About 6-methyl-2-pyridin-2-yl-5-thiophen-2-yl-3H-thieno[2,3-d]pyrimidin-4-one
6-methyl-2-pyridin-2-yl-5-thiophen-2-yl-3H-thieno[2,3-d]pyrimidin-4-one (PubChem CID 28888998) has the molecular formula C16H11N3OS2
and a molecular weight of 325.42 g/mol. Its IUPAC name is 6-methyl-2-pyridin-2-yl-5-thiophen-2-yl-3H-thieno[2,3-d]pyrimidin-4-one.
Analyze 6-methyl-2-pyridin-2-yl-5-thiophen-2-yl-3H-thieno[2,3-d]pyrimidin-4-one with MolForge
Explore ADMET properties, 3D molecular structure, drug-likeness score, and discover similar compounds using our AI-powered platform.
Launch Full Analysis
Frequently Asked Questions
What is the IUPAC name of 6-methyl-2-pyridin-2-yl-5-thiophen-2-yl-3H-thieno[2,3-d]pyrimidin-4-one?

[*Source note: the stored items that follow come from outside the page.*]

//! Category routing and the verifier registry.

use std::collections::HashMap;
use std::sync::Arc;
use tracing::debug;

use crate::error::ScoringError;
use crate::models::VerifierType;
use crate::verifiers::{CodeVerifier, MultimodalVerifier, TextVerifier, Verifier};

const CODE_CATEGORIES: &[&str] = &[
    "code", "coding", "programming", "javascript", "js", "typescript", "ts", "python", "py",
    "rust", "go", "golang", "java", "kotlin", "swift", "c", "c++", "cpp", "c#", "csharp",
    "ruby", "php", "scala", "sql", "html", "css", "bash", "shell", "react", "node",
    "algorithm", "algorithms", "debugging",
];

const MULTIMODAL_CATEGORIES: &[&str] = &[
    "image", "images", "image-generation", "video", "audio", "multimodal", "vision", "art",
    "design", "illustration", "photo", "photography", "visual",
];

const TEXT_CATEGORIES: &[&str] = &[
    "text", "creative", "writing", "copywriting", "marketing", "summarization", "analysis",
    "research", "education", "general", "business", "email", "storytelling",
];

/// Map a challenge category to its verifier family; unknown categories are text.
pub fn route(category: &str) -> VerifierType {
    let normalized = category.trim().to_lowercase();
    let name = normalized.as_str();

    if CODE_CATEGORIES.contains(&name) {
        VerifierType::Code
    } else if MULTIMODAL_CATEGORIES.contains(&name) {
        VerifierType::Multimodal
    } else {
        if !TEXT_CATEGORIES.contains(&name) {
            debug!(category, "unrecognized category, using text verifier");
        }
        VerifierType::Text
    }
}

/// Verifier implementations keyed by family
#[derive(Clone, Default)]
pub struct VerifierRegistry {
    verifiers: HashMap<VerifierType, Arc<dyn Verifier>>,
}

impl VerifierRegistry {
    /// Registry with no verifiers
    pub fn empty() -> Self {
        Self::default()
    }

    /// Registry with the code, text and multimodal verifiers
    pub fn with_defaults() -> Self {
        let mut registry = Self::empty();
        registry.register(Arc::new(CodeVerifier));
        registry.register(Arc::new(TextVerifier));
        registry.register(Arc::new(MultimodalVerifier));
        registry
    }

    /// Add or replace the verifier for its family
    pub fn register(&mut self, verifier: Arc<dyn Verifier>) {
        self.verifiers.insert(verifier.kind(), verifier);
    }

    pub fn get(&self, kind: VerifierType) -> Option<Arc<dyn Verifier>> {
        self.verifiers.get(&kind).cloned()
    }

    /// Route a category and look up its verifier
    pub fn resolve(&self, category: &str) -> Result<Arc<dyn Verifier>, ScoringError> {
        let kind = route(category);
        self.get(kind).ok_or(ScoringError::UnregisteredVerifier(kind))
    }
}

The IUPAC name of 6-methyl-2-pyridin-2-yl-5-thiophen-2-yl-3H-thieno[2,3-d]pyrimidin-4-one (CID 28888998) is 6-methyl-2-pyridin-2-yl-5-thiophen-2-yl-3H-thieno[2,3-d]pyrimidin-4-one.
What is the SMILES notation for 6-methyl-2-pyridin-2-yl-5-thiophen-2-yl-3H-thieno[2,3-d]pyrimidin-4-one?
The canonical SMILES for 6-methyl-2-pyridin-2-yl-5-thiophen-2-yl-3H-thieno[2,3-d]pyrimidin-4-one is Cc1sc2nc(-c3ccccn3)[nH]c(=O)c2c1-c1cccs1.
What is the InChIKey of 6-methyl-2-pyridin-2-yl-5-thiophen-2-yl-3H-thieno[2,3-d]pyrimidin-4-one?
The InChIKey is QZLDFWVEQJYLAA-UHFFFAOYSA-N. The full InChI is InChI=1S/C16H11N3OS2/c1-9-12(11-6-4-8-21-11)13-15(20)18-14(19-16(13)22-9)10-5-2-3-7-17-10/h2-8H,1H3,(H,18,19,20).
What are the key properties of 6-methyl-2-pyridin-2-yl-5-thiophen-2-yl-3H-thieno[2,3-d]pyrimidin-4-one?
6-methyl-2-pyridin-2-yl-5-thiophen-2-yl-3H-thieno[2,3-d]pyrimidin-4-one has a molecular weight of 325.42 g/mol, XLogP of 4.08, 2 rotatable bonds, 1 hydrogen bond donors, and 5 hydrogen bond acceptors.
Where does this data come from?
All data for 6-methyl-2-pyridin-2-yl-5-thiophen-2-yl-3H-thieno[2,3-d]pyrimidin-4-one is sourced from PubChem (CID 28888998), the world's largest open chemistry database maintained by the National Library of Medicine (NIH).